From misplaced or stolen laptops to the sophisticated penetration of computer networks by teams of hackers, hardly a day goes by without news coverage of a data breach resulting in the compromise of sensitive data.

In the wake of these publicized breaches, two states, Texas and Minnesota, are moving forward with legislation that sets tougher standards for what information can be stored or shared by organizations and establish penalties in the event of a breach. Other states are sure to follow. This legislation ensures direct marketers – with their dependence on credit card transactions and sophisticated customer data – will remain firmly in the crosshairs of both regulators and cyber criminals.
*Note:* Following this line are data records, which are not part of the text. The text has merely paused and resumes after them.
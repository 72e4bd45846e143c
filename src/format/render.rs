use crossterm::style::Stylize;

use super::{Block, Document, Emphasis, Run, parse};

pub const BULLET: &str = "• ";

/// Blocks handed to the `.docx` and `.pdf` writers. Blank lines are gone and
/// list items are paragraphs that start with a bullet.
#[derive(Debug, Clone, PartialEq, Eq)]
pub enum ExportBlock {
    Heading { level: u8, text: String },
    Paragraph(Vec<Run>),
}

/// HTML fragment: `<b>`, `<i>`, `<h1>`..`<h3>`, bullets, `<br/>` between lines.
pub fn to_html(doc: &Document) -> String {
    doc.blocks
        .iter()
        .map(|block| match block {
            Block::Heading { level, runs } => format!("<h{level}>{}</h{level}>", runs_html(runs)),
            Block::ListItem(runs) => format!("{BULLET}{}", runs_html(runs)),
            Block::Paragraph(runs) => runs_html(runs),
            Block::Blank => String::new(),
        })
        .collect::<Vec<_>>()
        .join("<br/>")
}

/// Markup stripped; the bullet glyph and line structure survive.
///
/// Stripping can uncover a marker of its own (`**#** Intro` leaves `# Intro`),
/// so the result is read again until it stops changing. A pass that changes
/// the text always drops a `*`, a `#` or a leading `-`.
pub fn to_plain(doc: &Document) -> String {
    let mut text = strip_pass(doc);
    loop {
        let next = strip_pass(&parse(&text));
        if next == text {
            return text;
        }
        text = next;
    }
}

fn strip_pass(doc: &Document) -> String {
    doc.blocks
        .iter()
        .map(|block| match block {
            Block::Heading { runs, .. } | Block::Paragraph(runs) => runs_text(runs),
            Block::ListItem(runs) => format!("{BULLET}{}", runs_text(runs)),
            Block::Blank => String::new(),
        })
        .collect::<Vec<_>>()
        .join("\n")
}

/// ANSI-styled text for a terminal.
pub fn to_terminal(doc: &Document) -> String {
    doc.blocks
        .iter()
        .map(|block| match block {
            Block::Heading { level, runs } => {
                let text = runs_text(runs);
                match level {
                    1 => text.bold().underlined().cyan().to_string(),
                    _ => text.bold().cyan().to_string(),
                }
            }
            Block::ListItem(runs) => format!("{BULLET}{}", runs_terminal(runs)),
            Block::Paragraph(runs) => runs_terminal(runs),
            Block::Blank => String::new(),
        })
        .collect::<Vec<_>>()
        .join("\n")
}

pub fn export_blocks(doc: &Document) -> Vec<ExportBlock> {
    doc.blocks
        .iter()
        .filter_map(|block| match block {
            Block::Heading { level, runs } => Some(ExportBlock::Heading {
                level: *level,
                text: runs_text(runs),
            }),
            Block::ListItem(runs) => {
                let mut with_bullet = Vec::with_capacity(runs.len() + 1);
                with_bullet.push(Run::plain(BULLET));
                with_bullet.extend(runs.iter().cloned());
                Some(ExportBlock::Paragraph(with_bullet))
            }
            Block::Paragraph(runs) if !runs_text(runs).trim().is_empty() => {
                Some(ExportBlock::Paragraph(runs.clone()))
            }
            _ => None,
        })
        .collect()
}

fn runs_text(runs: &[Run]) -> String {
    runs.iter().map(|r| r.text.as_str()).collect()
}

fn runs_html(runs: &[Run]) -> String {
    runs.iter()
        .map(|run| {
            let text = escape_html(&run.text);
            match run.emphasis {
                Emphasis::Plain => text,
                Emphasis::Bold => format!("<b>{text}</b>"),
                Emphasis::Italic => format!("<i>{text}</i>"),
                Emphasis::BoldItalic => format!("<b><i>{text}</i></b>"),
            }
        })
        .collect()
}

fn runs_terminal(runs: &[Run]) -> String {
    runs.iter()
        .map(|run| {
            let text = run.text.as_str();
            match run.emphasis {
                Emphasis::Plain => text.to_string(),
                Emphasis::Bold => text.bold().to_string(),
                Emphasis::Italic => text.italic().to_string(),
                Emphasis::BoldItalic => text.bold().italic().to_string(),
            }
        })
        .collect()
}

fn escape_html(text: &str) -> String {
    let mut out = String::with_capacity(text.len());
    for c in text.chars() {
        match c {
            '&' => out.push_str("&amp;"),
            '<' => out.push_str("&lt;"),
            '>' => out.push_str("&gt;"),
            '"' => out.push_str("&quot;"),
            _ => out.push(c),
        }
    }
    out
}
use std::fmt;

use thiserror::Error;

#[derive(Debug, Clone, Copy)]
pub enum ExitCode {
    Generic = 1,
    Configuration = 2,
    Usage = 3,
    Network = 4,
    Upstream = 5,
    Parse = 6,
    Interrupted = 130,
}

#[derive(Debug, Error)]
pub enum CliError {
    #[error("{0}")]
    Usage(String),
    #[error("{0}")]
    Configuration(String),
    #[error("{0}")]
    Network(String),
    #[error("{0}")]
    Upstream(String),
    #[error("{0}")]
    Parse(String),
    #[error("{0}")]
    Interrupted(String),
    #[error("{0}")]
    Generic(String),
}

impl CliError {
    pub fn exit_code(&self) -> i32 {
        match self {
            CliError::Usage(_) => ExitCode::Usage as i32,
            CliError::Configuration(_) => ExitCode::Configuration as i32,
            CliError::Network(_) => ExitCode::Network as i32,
            CliError::Upstream(_) => ExitCode::Upstream as i32,
            CliError::Parse(_) => ExitCode::Parse as i32,
            CliError::Interrupted(_) => ExitCode::Interrupted as i32,
            CliError::Generic(_) => ExitCode::Generic as i32,
        }
    }
}

impl From<std::io::Error> for CliError {
    fn from(value: std::io::Error) -> Self {
        CliError::Generic(format!("I/O error: {value}"))
    }
}

impl From<serde_json::Error> for CliError {
    fn from(value: serde_json::Error) -> Self {
        CliError::Generic(format!("JSON error: {value}"))
    }
}

impl From<url::ParseError> for CliError {
    fn from(value: url::ParseError) -> Self {
        CliError::Configuration(format!("Invalid URL: {value}"))
    }
}

impl From<reqwest::Error> for CliError {
    fn from(value: reqwest::Error) -> Self {
        if value.is_timeout() {
            return CliError::Network("Request timed out.".to_string());
        }
        CliError::Network(format!("Network request failed: {value}"))
    }
}

impl From<zip::result::ZipError> for CliError {
    fn from(value: zip::result::ZipError) -> Self {
        CliError::Generic(format!("Failed writing document archive: {value}"))
    }
}

pub fn with_debug_hint(message: &str, debug: bool) -> String {
    if debug {
        return message.to_string();
    }
    format!("{message} (try --debug for details)")
}

pub fn redact_secret(input: &str) -> String {
    if input.is_empty() {
        return String::new();
    }
    let chars: Vec<char> = input.chars().collect();
    let len = chars.len();
    chars
        .iter()
        .enumerate()
        .map(|(idx, c)| if idx < 3 || idx + 3 >= len { *c } else { '*' })
        .collect()
}

impl fmt::Display for ExitCode {
    fn fmt(&self, f: &mut fmt::Formatter<'_>) -> fmt::Result {
        write!(f, "{}", *self as i32)
    }
}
The Texas legislation, HR 59, deals primarily with measures state entities must take to safeguard Social Security numbers against disclosure to the public. For direct marketers, the key provision of the bill, currently in the Texas House of Representatives, is its prohibition against using Social Security numbers as all-purpose unique identifiers.
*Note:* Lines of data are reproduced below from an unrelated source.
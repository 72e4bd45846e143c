use clap::Args;

use crate::app::Runtime;
use crate::commands::document::{self, InputArgs, OutputArgs};
use crate::errors::CliError;
use crate::prompts::RewriteStyle;
use crate::views::document::DocumentTool;

#[derive(Debug, Args)]
pub struct RewriteArgs {
    #[command(flatten)]
    pub input: InputArgs,
    /// Tone of the rewritten text
    #[arg(long, value_enum, default_value_t = RewriteStyle::Academic)]
    pub style: RewriteStyle,
    #[command(flatten)]
    pub output: OutputArgs,
}

pub async fn handle(runtime: &Runtime, args: RewriteArgs) -> Result<(), CliError> {
    let text = document::resolve_input(&args.input, std::io::stdin())?;
    document::run(runtime, DocumentTool::Rewrite(args.style), text, &args.output).await
}
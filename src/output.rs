use std::io::{IsTerminal, Write};

use serde::Serialize;

use crate::errors::CliError;

#[derive(Debug, Clone)]
pub struct OutputMode {
    pub json: bool,
    pub quiet: bool,
    pub verbose: bool,
    pub debug: bool,
}

impl OutputMode {
    pub fn print_json<T: Serialize>(&self, value: &T) -> Result<(), CliError> {
        let text = serde_json::to_string(value)?;
        println!("{text}");
        Ok(())
    }

    pub fn print_human(&self, message: &str) {
        if self.json || self.quiet {
            return;
        }
        println!("{message}");
    }

    pub fn print_stderr(&self, message: &str) {
        if self.json || self.quiet {
            return;
        }
        eprintln!("{message}");
    }

    /// Prints a fragment without a trailing newline and flushes stdout.
    pub fn print_fragment(&self, fragment: &str) {
        if self.json || self.quiet {
            return;
        }
        let mut stdout = std::io::stdout();
        let _ = stdout.write_all(fragment.as_bytes());
        let _ = stdout.flush();
    }

    pub fn print_verbose(&self, message: &str) {
        if !self.verbose || self.json || self.quiet {
            return;
        }
        eprintln!("{message}");
    }

    /// Spinners and typing only make sense when a person is watching.
    pub fn is_interactive(&self) -> bool {
        !self.json && !self.quiet && std::io::stdout().is_terminal()
    }
}

pub fn print_error(error: &CliError, mode: &OutputMode) {
    if mode.json {
        let payload = serde_json::json!({
            "error": error.to_string(),
            "code": error.exit_code()
        });
        println!(
            "{}",
            serde_json::to_string(&payload)
                .unwrap_or_else(|_| "{\"error\":\"unknown\"}".to_string())
        );
        return;
    }

    eprintln!("Error: {error}");
}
The Minnesota law, however, should be of greater concern to direct marketers. It is the first US law to dictate harsh penalties for organizations that improperly retain credit and debit card information that is subsequently compromised in a data breach. The Minnesota law makes it illegal for any person or entity conducting business to retain certain identifying information from a debit or credit card subsequent to the authorization of the transaction.
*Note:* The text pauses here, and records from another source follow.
//! `config`: profiles holding the endpoint, model and API key.

use clap::{Subcommand, ValueEnum};
use serde::Serialize;
use serde_json::json;

use crate::app::Runtime;
use crate::config::{
    CliConfig, ProfileConfig, ensure_profile, profile_mut, profile_ref, save_config_to,
    validate_url,
};
use crate::errors::{CliError, redact_secret};

#[derive(Debug, Subcommand)]
pub enum ConfigCommand {
    /// Create the active profile, prompting for a key unless one is given
    Init {
        #[arg(long = "api-url")]
        api_url: Option<String>,
        #[arg(long)]
        model: Option<String>,
        #[arg(long = "api-key")]
        api_key: Option<String>,
    },
    /// Print one setting of the active profile
    Get {
        key: ConfigKey,
        /// Print the API key unredacted
        #[arg(long = "show-key")]
        show_key: bool,
    },
    /// Change one setting of the active profile
    Set { key: ConfigKey, value: String },
    /// List profiles; the active one is starred
    Profiles,
    /// Make a profile active, creating it with defaults if needed
    Use { profile: String },
}

#[derive(Debug, Clone, Copy, ValueEnum)]
pub enum ConfigKey {
    #[value(name = "apiUrl")]
    ApiUrl,
    #[value(name = "model")]
    Model,
    #[value(name = "apiKey")]
    ApiKey,
}

impl ConfigKey {
    fn name(self) -> &'static str {
        match self {
            ConfigKey::ApiUrl => "apiUrl",
            ConfigKey::Model => "model",
            ConfigKey::ApiKey => "apiKey",
        }
    }

    /// Validates `value` and stores it. A blank key clears it.
    fn apply(self, profile: &mut ProfileConfig, value: &str) -> Result<(), CliError> {
        let value = value.trim();
        match self {
            ConfigKey::ApiUrl => {
                validate_url(value)?;
                profile.api_url = value.to_string();
            }
            ConfigKey::Model if value.is_empty() => {
                return Err(CliError::Usage("Model name cannot be empty.".to_string()));
            }
            ConfigKey::Model => profile.model = value.to_string(),
            ConfigKey::ApiKey => profile.api_key = (!value.is_empty()).then(|| value.to_string()),
        }
        Ok(())
    }
}

#[derive(Debug, Serialize)]
#[serde(rename_all = "camelCase")]
struct ProfileSummary<'a> {
    name: &'a str,
    active: bool,
    api_url: &'a str,
    model: &'a str,
    has_api_key: bool,
}

fn summarize_profiles<'a>(config: &'a CliConfig, active: &str) -> Vec<ProfileSummary<'a>> {
    let mut summaries: Vec<ProfileSummary<'a>> = config
        .profiles
        .iter()
        .map(|(name, profile)| ProfileSummary {
            name: name.as_str(),
            active: name == active,
            api_url: &profile.api_url,
            model: &profile.model,
            has_api_key: profile.api_key.as_deref().is_some_and(|k| !k.is_empty()),
        })
        .collect();
    summaries.sort_by(|a, b| a.name.cmp(b.name));
    summaries
}

pub async fn handle(runtime: &mut Runtime, command: ConfigCommand) -> Result<(), CliError> {
    match command {
        ConfigCommand::Init {
            api_url,
            model,
            api_key,
        } => init(runtime, api_url, model, api_key).await,
        ConfigCommand::Get { key, show_key } => get(runtime, key, show_key).await,
        ConfigCommand::Set { key, value } => set(runtime, key, value).await,
        ConfigCommand::Profiles => profiles(runtime).await,
        ConfigCommand::Use { profile } => use_profile(runtime, profile).await,
    }
}

async fn init(
    runtime: &mut Runtime,
    api_url: Option<String>,
    model: Option<String>,
    api_key: Option<String>,
) -> Result<(), CliError> {
    let interactive = !is_ci() && !runtime.output.json && !runtime.output.quiet;
    let api_key = match api_key {
        Some(key) => Some(key),
        None if interactive => {
            let typed = rpassword::prompt_password("API key (optional, Enter to skip): ")
                .map_err(|e| CliError::Generic(format!("Failed reading API key: {e}")))?;
            Some(typed).filter(|k| !k.trim().is_empty())
        }
        None => None,
    };

    let profile_name = runtime.active_profile();
    ensure_profile(&mut runtime.config, &profile_name);
    if let Some(profile) = profile_mut(&mut runtime.config, &profile_name) {
        if let Some(url) = api_url {
            ConfigKey::ApiUrl.apply(profile, &url)?;
        }
        if let Some(model) = model.filter(|m| !m.trim().is_empty()) {
            ConfigKey::Model.apply(profile, &model)?;
        }
        if let Some(key) = api_key {
            ConfigKey::ApiKey.apply(profile, &key)?;
        }
    }
    runtime.config.profile = profile_name;
    save_config_to(&runtime.config, &runtime.config_path)?;

    let path = &runtime.config_path;
    if runtime.output.json {
        runtime.output.print_json(&json!({ "ok": true, "path": path }))?;
    } else {
        runtime
            .output
            .print_human(&format!("Config initialized: {}", path.display()));
    }
    Ok(())
}

async fn get(runtime: &mut Runtime, key: ConfigKey, show_key: bool) -> Result<(), CliError> {
    let profile_name = runtime.active_profile();
    let profile = profile_ref(&runtime.config, &profile_name).ok_or_else(|| {
        CliError::Usage(format!(
            "Profile '{profile_name}' not found. Run `intellistudy config init` first."
        ))
    })?;

    // Model and key go through the same resolution a request would use.
    let value = match key {
        ConfigKey::ApiUrl => Some(profile.api_url.clone()),
        ConfigKey::Model => Some(runtime.resolved_model()),
        ConfigKey::ApiKey => runtime
            .resolved_api_key()
            .map(|k| if show_key { k } else { redact_secret(&k) }),
    };

    if runtime.output.json {
        runtime
            .output
            .print_json(&json!({ "key": key.name(), "value": value }))?;
    } else {
        runtime
            .output
            .print_human(value.as_deref().unwrap_or("(not set)"));
    }
    Ok(())
}

async fn set(runtime: &mut Runtime, key: ConfigKey, value: String) -> Result<(), CliError> {
    let profile_name = runtime.active_profile();
    ensure_profile(&mut runtime.config, &profile_name);
    let profile = profile_mut(&mut runtime.config, &profile_name).ok_or_else(|| {
        CliError::Generic(format!("Profile '{profile_name}' could not be created."))
    })?;
    key.apply(profile, &value)?;
    save_config_to(&runtime.config, &runtime.config_path)?;

    if runtime.output.json {
        runtime
            .output
            .print_json(&json!({ "ok": true, "key": key.name() }))?;
    } else {
        runtime.output.print_human(&format!("{} updated.", key.name()));
    }
    Ok(())
}

async fn profiles(runtime: &mut Runtime) -> Result<(), CliError> {
    let active = runtime.active_profile();
    let summaries = summarize_profiles(&runtime.config, &active);

    if runtime.output.json {
        return runtime
            .output
            .print_json(&json!({ "profiles": summaries }));
    }
    for summary in &summaries {
        let marker = if summary.active { "*" } else { " " };
        let key = if summary.has_api_key { "" } else { ", no key" };
        runtime
            .output
            .print_human(&format!("{marker} {} ({}{key})", summary.name, summary.model));
    }
    Ok(())
}

async fn use_profile(runtime: &mut Runtime, profile_name: String) -> Result<(), CliError> {
    ensure_profile(&mut runtime.config, &profile_name);
    runtime.config.profile = profile_name;
    save_config_to(&runtime.config, &runtime.config_path)?;

    let active = &runtime.config.profile;
    if runtime.output.json {
        runtime
            .output
            .print_json(&json!({ "ok": true, "profile": active }))?;
    } else {
        runtime.output.print_human(&format!("Active profile: {active}"));
    }
    Ok(())
}

fn is_ci() -> bool {
    std::env::var("CI").is_ok_and(|v| v == "1" || v.eq_ignore_ascii_case("true"))
}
If a person or entity violates the above prohibition and there is a breach of the person’s or entity’s security system, then that person or entity must reimburse the financial institution that issued any cards affected by the breach for the costs of reasonable actions undertaken by the financial institution as a result of the breach to protect the information of its cardholders or to continue to provide services to cardholders, including, but not limited, certain costs incurred in connection with the breach. Although retailers must comply with the law starting August 1, they will not be liable for violations that occur before August 1, 2008.

Direct marketers should ensure that their data-retention practices conform to applicable state and federal laws as well as their agreements with credit card companies. They should also verify and vigilantly maintain the security of their computer networks. Although these compliance efforts are costly in both capital and time, the costs pale in comparison to those of the litigation, legal penalties and loss of sales that could result from a data breach.

As citizens and legislators become increasingly incensed over the proliferation of data breaches, direct marketers and other organizations that handle customer data can only expect data security regulations and the penalties for breaches to become more severe. Anyone who handles credit card transactions will remain a target of both the regulatory and criminal communities for some time to come.